DATA PROVIDED.
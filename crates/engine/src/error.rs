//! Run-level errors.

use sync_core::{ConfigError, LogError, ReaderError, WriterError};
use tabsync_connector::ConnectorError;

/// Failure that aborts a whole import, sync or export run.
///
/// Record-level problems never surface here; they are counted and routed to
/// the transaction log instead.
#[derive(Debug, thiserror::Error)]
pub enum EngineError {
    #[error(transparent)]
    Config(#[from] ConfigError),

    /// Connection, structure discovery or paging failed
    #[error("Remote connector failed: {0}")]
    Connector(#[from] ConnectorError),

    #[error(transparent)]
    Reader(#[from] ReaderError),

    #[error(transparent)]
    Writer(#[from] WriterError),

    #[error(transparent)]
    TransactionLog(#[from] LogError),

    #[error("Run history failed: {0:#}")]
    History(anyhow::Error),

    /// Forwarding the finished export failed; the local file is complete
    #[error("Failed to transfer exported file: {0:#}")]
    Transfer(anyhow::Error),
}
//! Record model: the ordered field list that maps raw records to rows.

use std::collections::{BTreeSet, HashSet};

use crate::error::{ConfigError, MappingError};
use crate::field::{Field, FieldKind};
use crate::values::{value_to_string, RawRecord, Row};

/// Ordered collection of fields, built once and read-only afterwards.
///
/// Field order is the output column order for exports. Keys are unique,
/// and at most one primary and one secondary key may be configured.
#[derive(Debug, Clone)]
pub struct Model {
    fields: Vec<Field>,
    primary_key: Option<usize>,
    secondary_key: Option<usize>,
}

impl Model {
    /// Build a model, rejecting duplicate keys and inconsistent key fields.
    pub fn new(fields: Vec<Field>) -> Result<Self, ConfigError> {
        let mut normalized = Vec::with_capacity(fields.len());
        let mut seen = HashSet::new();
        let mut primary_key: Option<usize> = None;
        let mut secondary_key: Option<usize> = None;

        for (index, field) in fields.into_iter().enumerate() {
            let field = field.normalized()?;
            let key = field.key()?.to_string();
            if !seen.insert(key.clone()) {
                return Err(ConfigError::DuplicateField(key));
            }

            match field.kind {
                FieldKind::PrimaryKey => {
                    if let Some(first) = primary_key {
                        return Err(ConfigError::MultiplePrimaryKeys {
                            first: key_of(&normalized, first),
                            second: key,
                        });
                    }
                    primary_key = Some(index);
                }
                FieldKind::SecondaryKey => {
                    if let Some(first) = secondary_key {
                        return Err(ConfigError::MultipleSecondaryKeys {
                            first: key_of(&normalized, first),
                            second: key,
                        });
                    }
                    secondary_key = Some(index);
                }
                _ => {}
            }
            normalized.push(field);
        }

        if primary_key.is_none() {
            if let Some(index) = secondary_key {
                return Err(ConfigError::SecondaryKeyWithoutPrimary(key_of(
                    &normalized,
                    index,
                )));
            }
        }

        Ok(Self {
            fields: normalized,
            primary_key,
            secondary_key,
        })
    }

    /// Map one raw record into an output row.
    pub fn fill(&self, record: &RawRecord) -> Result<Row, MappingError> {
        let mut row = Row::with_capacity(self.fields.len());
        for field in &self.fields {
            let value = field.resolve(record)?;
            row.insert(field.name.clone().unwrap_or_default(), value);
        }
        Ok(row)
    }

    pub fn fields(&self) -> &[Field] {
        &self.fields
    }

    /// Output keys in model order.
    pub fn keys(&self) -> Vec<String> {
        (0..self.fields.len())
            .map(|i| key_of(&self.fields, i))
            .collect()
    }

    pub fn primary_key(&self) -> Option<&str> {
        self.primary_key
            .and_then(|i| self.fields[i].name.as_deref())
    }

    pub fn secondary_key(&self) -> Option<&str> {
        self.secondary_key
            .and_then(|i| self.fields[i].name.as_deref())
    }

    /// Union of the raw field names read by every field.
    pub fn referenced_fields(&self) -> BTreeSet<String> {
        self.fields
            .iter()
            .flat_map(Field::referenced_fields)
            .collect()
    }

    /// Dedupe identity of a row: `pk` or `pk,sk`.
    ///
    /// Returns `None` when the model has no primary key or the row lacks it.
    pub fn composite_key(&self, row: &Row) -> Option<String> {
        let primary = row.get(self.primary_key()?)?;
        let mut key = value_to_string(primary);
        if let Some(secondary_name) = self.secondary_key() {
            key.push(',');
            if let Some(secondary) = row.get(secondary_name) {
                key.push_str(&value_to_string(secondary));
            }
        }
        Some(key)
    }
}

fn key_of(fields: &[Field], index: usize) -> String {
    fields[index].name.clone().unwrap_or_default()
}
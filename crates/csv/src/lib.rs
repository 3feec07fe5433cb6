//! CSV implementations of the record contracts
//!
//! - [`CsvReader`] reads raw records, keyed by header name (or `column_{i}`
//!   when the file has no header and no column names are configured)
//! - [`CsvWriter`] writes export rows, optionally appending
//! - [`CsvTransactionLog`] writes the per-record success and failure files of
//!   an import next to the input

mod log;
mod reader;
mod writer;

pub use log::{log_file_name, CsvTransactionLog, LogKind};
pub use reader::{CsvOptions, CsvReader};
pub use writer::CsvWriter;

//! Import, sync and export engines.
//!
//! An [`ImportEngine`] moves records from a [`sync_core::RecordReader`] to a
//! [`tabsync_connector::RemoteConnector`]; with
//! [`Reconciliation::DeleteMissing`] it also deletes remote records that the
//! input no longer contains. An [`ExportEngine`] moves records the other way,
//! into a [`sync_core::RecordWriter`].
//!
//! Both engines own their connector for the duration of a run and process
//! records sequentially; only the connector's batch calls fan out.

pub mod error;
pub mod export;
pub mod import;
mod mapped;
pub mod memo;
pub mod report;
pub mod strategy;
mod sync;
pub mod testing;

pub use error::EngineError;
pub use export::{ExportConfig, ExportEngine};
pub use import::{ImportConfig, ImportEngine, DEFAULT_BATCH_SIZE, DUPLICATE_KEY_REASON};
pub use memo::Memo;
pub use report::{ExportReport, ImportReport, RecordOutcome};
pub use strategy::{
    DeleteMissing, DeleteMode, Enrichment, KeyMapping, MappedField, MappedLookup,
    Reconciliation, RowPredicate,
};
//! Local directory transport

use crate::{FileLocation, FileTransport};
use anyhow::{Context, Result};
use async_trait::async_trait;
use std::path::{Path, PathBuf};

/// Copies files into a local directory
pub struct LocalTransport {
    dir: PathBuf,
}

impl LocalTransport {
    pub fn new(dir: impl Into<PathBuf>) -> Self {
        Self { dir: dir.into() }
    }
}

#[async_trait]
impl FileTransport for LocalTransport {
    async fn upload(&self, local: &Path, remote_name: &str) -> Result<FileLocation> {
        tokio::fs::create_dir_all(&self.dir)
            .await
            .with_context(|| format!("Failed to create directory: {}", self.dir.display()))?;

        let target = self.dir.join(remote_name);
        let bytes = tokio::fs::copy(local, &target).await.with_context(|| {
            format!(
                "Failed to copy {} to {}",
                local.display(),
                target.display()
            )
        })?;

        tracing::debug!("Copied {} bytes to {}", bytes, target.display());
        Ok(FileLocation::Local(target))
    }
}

THE TASK.
Recreate the listing exactly, so that each entry reads as before.

ANSWER.
filename crates/engine/src/error.rs
//! Run-level errors.

use sync_core::{ConfigError, LogError, ReaderError, WriterError};
use tabsync_connector::ConnectorError;

/// Failure that aborts a whole import, sync or export run.
///
/// Record-level problems never surface here; they are counted and routed to
/// the transaction log instead.
#[derive(Debug, thiserror::Error)]
pub enum EngineError {
    #[error(transparent)]
    Config(#[from] ConfigError),

    /// Connection, structure discovery or paging failed
    #[error("Remote connector failed: {0}")]
    Connector(#[from] ConnectorError),

    #[error(transparent)]
    Reader(#[from] ReaderError),

    #[error(transparent)]
    Writer(#[from] WriterError),

    #[error(transparent)]
    TransactionLog(#[from] LogError),

    #[error("Run history failed: {0:#}")]
    History(anyhow::Error),

    /// Forwarding the finished export failed; the local file is complete
    #[error("Failed to transfer exported file: {0:#}")]
    Transfer(anyhow::Error),
}
//! Record model: the ordered field list that maps raw records to rows.

use std::collections::{BTreeSet, HashSet};

use crate::error::{ConfigError, MappingError};
use crate::field::{Field, FieldKind};
use crate::values::{value_to_string, RawRecord, Row};

/// Ordered collection of fields, built once and read-only afterwards.
///
/// Field order is the output column order for exports. Keys are unique,
/// and at most one primary and one secondary key may be configured.
#[derive(Debug, Clone)]
pub struct Model {
    fields: Vec<Field>,
    primary_key: Option<usize>,
    secondary_key: Option<usize>,
}

impl Model {
    /// Build a model, rejecting duplicate keys and inconsistent key fields.
    pub fn new(fields: Vec<Field>) -> Result<Self, ConfigError> {
        let mut normalized = Vec::with_capacity(fields.len());
        let mut seen = HashSet::new();
        let mut primary_key: Option<usize> = None;
        let mut secondary_key: Option<usize> = None;

        for (index, field) in fields.into_iter().enumerate() {
            let field = field.normalized()?;
            let key = field.key()?.to_string();
            if !seen.insert(key.clone()) {
                return Err(ConfigError::DuplicateField(key));
            }

            match field.kind {
                FieldKind::PrimaryKey => {
                    if let Some(first) = primary_key {
                        return Err(ConfigError::MultiplePrimaryKeys {
                            first: key_of(&normalized, first),
                            second: key,
                        });
                    }
                    primary_key = Some(index);
                }
                FieldKind::SecondaryKey => {
                    if let Some(first) = secondary_key {
                        return Err(ConfigError::MultipleSecondaryKeys {
                            first: key_of(&normalized, first),
                            second: key,
                        });
                    }
                    secondary_key = Some(index);
                }
                _ => {}
            }
            normalized.push(field);
        }

        if primary_key.is_none() {
            if let Some(index) = secondary_key {
                return Err(ConfigError::SecondaryKeyWithoutPrimary(key_of(
                    &normalized,
                    index,
                )));
            }
        }

        Ok(Self {
            fields: normalized,
            primary_key,
            secondary_key,
        })
    }

    /// Map one raw record into an output row.
    pub fn fill(&self, record: &RawRecord) -> Result<Row, MappingError> {
        let mut row = Row::with_capacity(self.fields.len());
        for field in &self.fields {
            let value = field.resolve(record)?;
            row.insert(field.name.clone().unwrap_or_default(), value);
        }
        Ok(row)
    }

    pub fn fields(&self) -> &[Field] {
        &self.fields
    }

    /// Output keys in model order.
    pub fn keys(&self) -> Vec<String> {
        (0..self.fields.len())
            .map(|i| key_of(&self.fields, i))
            .collect()
    }

    pub fn primary_key(&self) -> Option<&str> {
        self.primary_key
            .and_then(|i| self.fields[i].name.as_deref())
    }

    pub fn secondary_key(&self) -> Option<&str> {
        self.secondary_key
            .and_then(|i| self.fields[i].name.as_deref())
    }

    /// Union of the raw field names read by every field.
    pub fn referenced_fields(&self) -> BTreeSet<String> {
        self.fields
            .iter()
            .flat_map(Field::referenced_fields)
            .collect()
    }

    /// Dedupe identity of a row: `pk` or `pk,sk`.
    ///
    /// Returns `None` when the model has no primary key or the row lacks it.
    pub fn composite_key(&self, row: &Row) -> Option<String> {
        let primary = row.get(self.primary_key()?)?;
        let mut key = value_to_string(primary);
        if let Some(secondary_name) = self.secondary_key() {
            key.push(',');
            if let Some(secondary) = row.get(secondary_name) {
                key.push_str(&value_to_string(secondary));
            }
        }
        Some(key)
    }
}

fn key_of(fields: &[Field], index: usize) -> String {
    fields[index].name.clone().unwrap_or_default()
}
filename crates/csv/src/lib.rs
repository 3feec07fe5433cb6
//! CSV implementations of the record contracts
//!
//! - [`CsvReader`] reads raw records, keyed by header name (or `column_{i}`
//!   when the file has no header and no column names are configured)
//! - [`CsvWriter`] writes export rows, optionally appending
//! - [`CsvTransactionLog`] writes the per-record success and failure files of
//!   an import next to the input

mod log;
mod reader;
mod writer;

pub use log::{log_file_name, CsvTransactionLog, LogKind};
pub use reader::{CsvOptions, CsvReader};
pub use writer::CsvWriter;

//! Import, sync and export engines.
//!
//! An [`ImportEngine`] moves records from a [`sync_core::RecordReader`] to a
//! [`tabsync_connector::RemoteConnector`]; with
//! [`Reconciliation::DeleteMissing`] it also deletes remote records that the
//! input no longer contains. An [`ExportEngine`] moves records the other way,
//! into a [`sync_core::RecordWriter`].
//!
//! Both engines own their connector for the duration of a run and process
//! records sequentially; only the connector's batch calls fan out.

pub mod error;
pub mod export;
pub mod import;
mod mapped;
pub mod memo;
pub mod report;
pub mod strategy;
mod sync;
pub mod testing;

pub use error::EngineError;
pub use export::{ExportConfig, ExportEngine};
pub use import::{ImportConfig, ImportEngine, DEFAULT_BATCH_SIZE, DUPLICATE_KEY_REASON};
pub use memo::Memo;
pub use report::{ExportReport, ImportReport, RecordOutcome};
pub use strategy::{
    DeleteMissing, DeleteMode, Enrichment, KeyMapping, MappedField, MappedLookup,
    Reconciliation, RowPredicate,
};
//! Local directory transport

use crate::{FileLocation, FileTransport};
use anyhow::{Context, Result};
use async_trait::async_trait;
use std::path::{Path, PathBuf};

/// Copies files into a local directory
pub struct LocalTransport {
    dir: PathBuf,
}

impl LocalTransport {
    pub fn new(dir: impl Into<PathBuf>) -> Self {
        Self { dir: dir.into() }
    }
}

#[async_trait]
impl FileTransport for LocalTransport {
    async fn upload(&self, local: &Path, remote_name: &str) -> Result<FileLocation> {
        tokio::fs::create_dir_all(&self.dir)
            .await
            .with_context(|| format!("Failed to create directory: {}", self.dir.display()))?;

        let target = self.dir.join(remote_name);
        let bytes = tokio::fs::copy(local, &target).await.with_context(|| {
            format!(
                "Failed to copy {} to {}",
                local.display(),
                target.display()
            )
        })?;

        tracing::debug!("Copied {} bytes to {}", bytes, target.display());
        Ok(FileLocation::Local(target))
    }
}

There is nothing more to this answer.